What’s stopping reform

The major barrier to the CONNECT Act has been the way costs are calculated and analyzed by the Congressional Budget Office. The CBO has traditionally looked only at the costs added by expanding telehealth coverage for Medicare, and not at the expected savings.

This is a flawed approach—as a patient treated via telestroke won’t also need to have the same treatment in-person.

There’s also a concern that patients will over utilize telehealth services, particularly for primary care and other low-acuity visits. Or, that patients who previously would have forgone care altogether will use telehealth instead—raising costs.

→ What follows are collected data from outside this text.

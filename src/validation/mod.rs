//! Validation data structures and loading

mod data;
pub mod loader;
pub mod history;

pub use data::{FeatureFrame, FeatureValue, ModelKind, ValidationSet, LEAD_SCORE_COLUMN};
pub use loader::{load_validation_set, load_validation_set_from_reader, TargetColumns};
pub use history::{filter_since, load_history, load_history_from_reader, parse_date_cutoff, HistoricalRecord};
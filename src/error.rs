//! Error type shared by the evaluation core

use thiserror::Error;

/// Errors raised while building analysis tables, comparing baselines,
/// gating or searching thresholds.
///
/// Numeric edge cases (empty lead-score segments) never surface here; they are
/// guarded where they occur. Everything below is a configuration or input
/// problem the caller has to fix.
#[derive(Debug, Error)]
pub enum EvaluationError {
    /// Requested lead-score range is inverted
    #[error("invalid lead score range: min {min} is greater than max {max}")]
    InvalidSegment { min: i32, max: i32 },

    /// Regressor threshold mapping has no entry for a lead score in range
    #[error("no minimum prediction threshold for lead score {lead_score}")]
    MissingPredictionThreshold { lead_score: i32 },

    /// Production gate was asked to run without a reference rev per opp
    #[error("reference rev per opp is not configured; pass it explicitly or set gate.reference_rev_per_opp")]
    UndefinedReference,

    #[error("invalid date cutoff '{value}': expected YYYY-MM-DD")]
    InvalidDateCutoff {
        value: String,
        #[source]
        source: chrono::ParseError,
    },

    /// A breakdown does not contain the requested lead score
    #[error("lead score {lead_score} missing from the {baseline} breakdown")]
    MissingLeadScore { lead_score: i32, baseline: String },

    /// Search bounds for a parameter are reversed
    #[error("invalid search bounds for {param}: low {low} is greater than high {high}")]
    InvalidSearchBounds { param: String, low: i64, high: i64 },

    #[error("threshold search finished without a completed trial")]
    NoCompletedTrials,

    #[error("length mismatch: {what} has {actual} rows, expected {expected}")]
    LengthMismatch {
        what: String,
        expected: usize,
        actual: usize,
    },

    #[error("missing column '{0}'")]
    MissingColumn(String),

    #[error("invalid value in column '{column}' at row {row}: {reason}")]
    InvalidFeature {
        column: String,
        row: usize,
        reason: String,
    },

    /// Model reported a categorical index outside its own feature names
    #[error("categorical feature index {index} out of range for {len} feature names")]
    InvalidCategoricalIndex { index: usize, len: usize },

    /// Failure reported by a model, router or revenue source
    #[error("collaborator failure: {0}")]
    Collaborator(String),

    #[error(transparent)]
    Io(#[from] std::io::Error),

    #[error(transparent)]
    Csv(#[from] csv::Error),

    #[error(transparent)]
    Json(#[from] serde_json::Error),
}

/// Result alias used throughout the crate
pub type Result<T> = std::result::Result<T, EvaluationError>;

impl EvaluationError {
    pub(crate) fn length_mismatch(what: impl Into<String>, expected: usize, actual: usize) -> Self {
        Self::LengthMismatch {
            what: what.into(),
            expected,
            actual,
        }
    }
}

#[cfg(test)]
mod tests {
    use super::*;

    #[test]
    fn test_messages_name_the_problem() {
        let err = EvaluationError::MissingPredictionThreshold { lead_score: 9 };
        assert_eq!(err.to_string(), "no minimum prediction threshold for lead score 9");

        let err = EvaluationError::length_mismatch("CPL revenue", 4, 3);
        assert_eq!(err.to_string(), "length mismatch: CPL revenue has 3 rows, expected 4");
    }

    #[test]
    fn test_date_cutoff_keeps_source() {
        let source = chrono::NaiveDate::parse_from_str("08/01/2023", "%Y-%m-%d").unwrap_err();
        let err = EvaluationError::InvalidDateCutoff {
            value: "08/01/2023".to_string(),
            source,
        };
        assert!(std::error::Error::source(&err).is_some());
        assert!(err.to_string().contains("08/01/2023"));
    }
}
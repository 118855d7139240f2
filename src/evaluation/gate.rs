//! Production gate
//!
//! A model ships only when its net improvement against the tougher of the two
//! baselines clears an acceptable margin:
//!   acceptable = MAX(reference rev per opp × ratio, floor)
//! With the defaults that is half the reference, but never less than $10/opp.

use super::evaluator::{EvaluationRequest, EvaluationResult, ModelEvaluator};
use crate::comparison::{Baseline, LeadScoreRange};
use crate::config::GateConfig;
use crate::error::{EvaluationError, Result};
use crate::residuals::{AnalysisTable, TrainedModel};
use crate::validation::{ModelKind, ValidationSet};
use serde::{Deserialize, Serialize};
use std::fmt;

/// Outcome of the production check
#[derive(Debug, Clone, Copy, PartialEq, Serialize, Deserialize)]
pub struct GateDecision {
    /// Baseline the model was held against
    pub checked: Baseline,
    pub net: f64,
    pub reference_rev_per_opp: f64,
    pub acceptable_rev_per_opp: f64,
    pub passed: bool,
}

impl fmt::Display for GateDecision {
    fn fmt(&self, f: &mut fmt::Formatter<'_>) -> fmt::Result {
        writeln!(f, "Net vs {}: {:.4}", self.checked, self.net)?;
        writeln!(f, "Reference rev per opp: {:.4}", self.reference_rev_per_opp)?;
        writeln!(f, "Acceptable rev per opp: {:.4}", self.acceptable_rev_per_opp)?;
        write!(f, "Pass check: {}", self.passed)
    }
}

/// Pass/fail rule applied to evaluation results
#[derive(Debug, Clone)]
pub struct ProductionGate {
    config: GateConfig,
}

impl ProductionGate {
    pub fn new(config: GateConfig) -> Self {
        Self { config }
    }

    /// Override the configured reference rev per opp
    pub fn with_reference(mut self, reference_rev_per_opp: f64) -> Self {
        self.config.reference_rev_per_opp = Some(reference_rev_per_opp);
        self
    }

    pub fn reference_rev_per_opp(&self) -> Result<f64> {
        self.config.reference_rev_per_opp.ok_or(EvaluationError::UndefinedReference)
    }

    /// Lead scores the gate evaluates
    pub fn lead_scores(&self) -> Result<LeadScoreRange> {
        LeadScoreRange::spanning(&self.config.lead_scores)
    }

    /// Evaluate `model` on `data` and decide whether it is fit for production
    ///
    /// Fails before evaluating anything when no reference rev per opp is set.
    /// The decision trace is printed whether or not the model passes.
    pub fn ok_for_production(
        &self,
        evaluator: &ModelEvaluator,
        data: &ValidationSet,
        model: Option<&dyn TrainedModel>,
        segment: &str,
        kind: ModelKind,
    ) -> Result<GateDecision> {
        self.reference_rev_per_opp()?;
        let request = EvaluationRequest {
            segment: segment.to_string(),
            min_prediction: None,
            lead_scores: self.lead_scores()?,
            kind,
        };

        let table = evaluator.analysis_table(data, model, &request)?;
        self.check_table(evaluator, &table)
    }

    /// Gate an analysis table that has already been built
    pub fn check_table(&self, evaluator: &ModelEvaluator, table: &AnalysisTable) -> Result<GateDecision> {
        let reference = self.reference_rev_per_opp()?;
        let result = evaluator.evaluate_table(table, None, self.lead_scores()?)?;
        let decision = self.decide(&result, reference);

        println!("{decision}");
        if decision.passed {
            log::info!("Model passed the production gate against {}", decision.checked);
        } else {
            log::warn!("Model failed the production gate against {}", decision.checked);
        }
        Ok(decision)
    }

    /// Apply the rule to an existing evaluation
    pub fn decide(&self, result: &EvaluationResult, reference_rev_per_opp: f64) -> GateDecision {
        let acceptable_rev_per_opp = (reference_rev_per_opp * self.config.acceptable_ratio).max(self.config.acceptable_floor);

        // The lower net means that baseline is the stronger competitor
        let checked = if result.net_vs_cpl < result.net_vs_standard {
            Baseline::Cpl
        } else {
            Baseline::Standard
        };
        let net = result.net(checked);

        GateDecision {
            checked,
            net,
            reference_rev_per_opp,
            acceptable_rev_per_opp,
            passed: net > acceptable_rev_per_opp,
        }
    }
}

impl Default for ProductionGate {
    fn default() -> Self {
        Self::new(GateConfig::default())
    }
}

But, according to estimates by the Alliance for Connected Care, Medicare costs will only increase if the percent of Medicare patients using telehealth who would have otherwise “done nothing” increases to more than 32 percent. This is unlikely—the same proportion of patients in this category is just 13 percent in the commercial market.

Change is coming

Both consumer and physician mindsets toward telehealth are changing. Greater integration of technology in both parties’ lives are increasing both acceptance and use. These changing perceptions, coupled with CMS’ commitment to shift heavily toward value-based care, requires a new baseline. One that considers the advancements of the last decade, new data and evidence, and the evolving health care ecosystem.

The new baseline needs to eliminate the originating site geographic requirements, lift restrictions on store-and-forward technologies and expand the list of providers eligible to treat patients via telehealth. Passing the CONNECT Act for Health will be a big step in the right direction.